Note de bas de page 9 :

Agissant pour le Service Départemental de l’Architecture et du Patrimoine (SDAP), rattaché au Ministère de la Culture.

Note de bas de page 10 :

Une des personnes de la maîtrise d'ouvrage RATP déplore son absence du projet plus en amont. L'aménagement d'une voie souterraine du Métropolitain est pensé par les acteurs comme un projet à part ayant une logique et une identité propre, étant un constituant autonome de l'aménagement global d'un morceau de ville tel que Bercy.

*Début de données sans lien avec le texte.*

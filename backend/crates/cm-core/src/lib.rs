pub mod error;
pub mod identity;
pub mod models;
pub mod service;
pub mod store;
pub mod validation;

#[cfg(test)]
mod tests;

pub use error::{CoreError, Result};
pub use identity::identity_error::IdentityError;
pub use identity::identity_verifier::IdentityVerifier;
pub use models::customer::Customer;
pub use models::customer_request::CustomerRequest;
pub use models::field_errors::FieldErrors;
pub use models::new_customer::NewCustomer;
pub use service::customer_service::CustomerService;
pub use store::customer_store::{CustomerStore, StoreError, StoreResult};
pub use validation::customer_validator::CustomerValidator;
pub use validation::validation_failure::ValidationFailure;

Les projets et les acteurs de la seconde catégorie, RATP et Architecte des Bâtiments de France9 (ABF), posent plus de problèmes eu égard à l'avancement de l'ensemble de l'opération d'aménagement. La RATP, n'a pas participé aux négociations initiales sur l'aménagement de la ZAC, bien qu'une nouvelle station de métro pour la ligne Météor fût très tôt envisagée. Son intervention tardive marque la difficulté des urbanistes à penser et à intégrer un projet souterrain à l'aménagement global de surface10 alors même que la RATP, soucieuse de son autonomie, s'est dotée d'une maîtrise d'ouvrage forte.

Note de bas de page 11 :

Sur les spécificités du travail des architectes des bâtiments de France Yvon Lamy : « Politique patrimoniale et singularité administrative : les Architectes des Bâtiments de France », in Genèses, n°1, Septembre 1990, pp. 112-130.

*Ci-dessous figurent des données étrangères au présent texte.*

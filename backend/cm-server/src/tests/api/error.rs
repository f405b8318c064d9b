use crate::ApiError;

use cm_core::{CoreError, FieldErrors, IdentityError, StoreError};

use std::panic::Location;

use axum::response::IntoResponse;
use error_location::ErrorLocation;
use axum::http::StatusCode;
use http_body_util::BodyExt;

async fn body_json(error: ApiError) -> (StatusCode, serde_json::Value) {
    let response = error.into_response();
    let status = response.status();
    let body = response.into_body().collect().await.unwrap().to_bytes();
    (status, serde_json::from_slice(&body).unwrap())
}

#[tokio::test]
async fn given_field_errors_when_rendered_then_400_problem_with_errors_map() {
    // Given
    let mut errors = FieldErrors::new();
    errors.add("email", "nope is not a valid email address");
    errors.add("dateOfBirth", "tomorrow is not a valid date");
    let error = ApiError::from(CoreError::ValidationFailed {
        errors,
        location: ErrorLocation::from(Location::caller()),
    });

    // When
    let (status, json) = body_json(error).await;

    // Then
    assert_eq!(status, StatusCode::BAD_REQUEST);
    assert_eq!(
        json["type"],
        "https://tools.ietf.org/html/rfc9110#section-15.5.1"
    );
    assert_eq!(json["title"], "One or more validation errors occurred.");
    assert_eq!(json["status"], 400);
    assert_eq!(json["errors"]["email"][0], "nope is not a valid email address");
    assert_eq!(json["errors"]["dateOfBirth"][0], "tomorrow is not a valid date");
}

#[test]
fn given_field_errors_when_logged_then_submitted_values_stay_out() {
    // Given
    let mut errors = FieldErrors::new();
    errors.add("email", "jane.doe@example is not a valid email address");
    let error = ApiError::from(CoreError::ValidationFailed {
        errors,
        location: ErrorLocation::from(Location::caller()),
    });

    // When
    let logged = error.to_string();

    // Then
    assert!(logged.contains("email"));
    assert!(!logged.contains("jane.doe@example"));
}

#[tokio::test]
async fn given_not_found_when_rendered_then_404_with_empty_body() {
    // Given
    let error = ApiError::from(CoreError::not_found("0b6c2f5e-0000-0000-0000-000000000000"));

    // When
    let response = error.into_response();

    // Then
    assert_eq!(response.status(), StatusCode::NOT_FOUND);
    let body = response.into_body().collect().await.unwrap().to_bytes();
    assert!(body.is_empty());
}

#[tokio::test]
async fn given_identity_outage_when_rendered_then_503_problem() {
    // Given
    let error = ApiError::from(CoreError::ExternalCheckUnavailable {
        source: IdentityError::timeout(5),
        location: ErrorLocation::from(Location::caller()),
    });

    // When
    let (status, json) = body_json(error).await;

    // Then
    assert_eq!(status, StatusCode::SERVICE_UNAVAILABLE);
    assert_eq!(json["status"], 503);
    assert_eq!(
        json["title"],
        "The GitHub identity check could not be completed."
    );
    assert!(json.get("errors").is_none());
}

#[tokio::test]
async fn given_storage_failure_when_rendered_then_500_without_details() {
    // Given
    let error = ApiError::from(CoreError::from(StoreError::unavailable(
        "database is locked at /var/lib/customers.db",
    )));

    // When
    let (status, json) = body_json(error).await;

    // Then
    assert_eq!(status, StatusCode::INTERNAL_SERVER_ERROR);
    assert_eq!(json["title"], "An internal error occurred.");
    assert!(!json.to_string().contains("customers.db"));
}

#[tokio::test]
async fn given_malformed_body_when_rendered_then_400_problem_with_detail() {
    // Given
    let error = ApiError::MalformedBody {
        message: String::from("expected value at line 1 column 1"),
        location: ErrorLocation::from(Location::caller()),
    };

    // When
    let (status, json) = body_json(error).await;

    // Then
    assert_eq!(status, StatusCode::BAD_REQUEST);
    assert_eq!(json["title"], "The request body is not valid JSON.");
    assert_eq!(json["detail"], "expected value at line 1 column 1");
    assert!(json.get("errors").is_none());
}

L'ABF a quant à lui un droit de regard sur la nature des projets en cours d'élaboration aux abords des monuments historiques présents sur le site (les chais en particulier). La sauvegarde des éléments architecturaux représentatifs de l'identité nationale est au cœur de son action et peut contraindre très fortement les futurs aménagements11. Sa participation interviendra à un stade avancé de l'opérationnalisation du projet avec pour conséquences majeures, au pire le blocage de projets et au mieux des rectifications de la part des concepteurs déjà désignés, retardant alors le calendrier des opérations.

Note de bas de page 12 :

Idem, p. 129.

S’appuyant sur la « légitimité traditionnelle du contrôle12 », il est ici face à une relative autonomie de la politique urbaine parisienne, laquelle est appuyée sur un capital de connaissance accumulé et reconnu, notamment à travers l’APUR. De plus, il se heurte ici aux mécanismes de financement, à la fois public et privé, de cet aménagement urbain. Aussi, ses avis concernent plus particulièrement la zone des chais et les conditions de leur rénovation.

2.2. Du programme aux opérations

La partition de la ZAC en trois secteurs a des incidences notables sur ce système d'action, en raison même de la nature des produits urbains ou architecturaux. En particulier, le découpage en trois zones renvoie à des montages et à l’intervention d’acteurs relativement distincts, formant alors une « division du travail en plan ».

Le parc : l'archétype d'une commande publique

Note de bas de page 13 :

Par son budget de 400 millions de francs et sa relative complexité, le parc peut fort bien s'assimiler à un grand projet.

L'ouvrage majeur de la ZAC suit la logique classique d'une commande publique prestigieuse13 : une intention politique forte dont la portée symbolique marque le paysage parisien4 ; une programmation pointue de l'ouvrage ; un concours international aux moyens financiers conséquents ; une procédure qui consacre l'architecte dans une position centrale, ce qui ne le soustrait pas à des remaniements ultérieurs du projet. C'est un projet dans le projet.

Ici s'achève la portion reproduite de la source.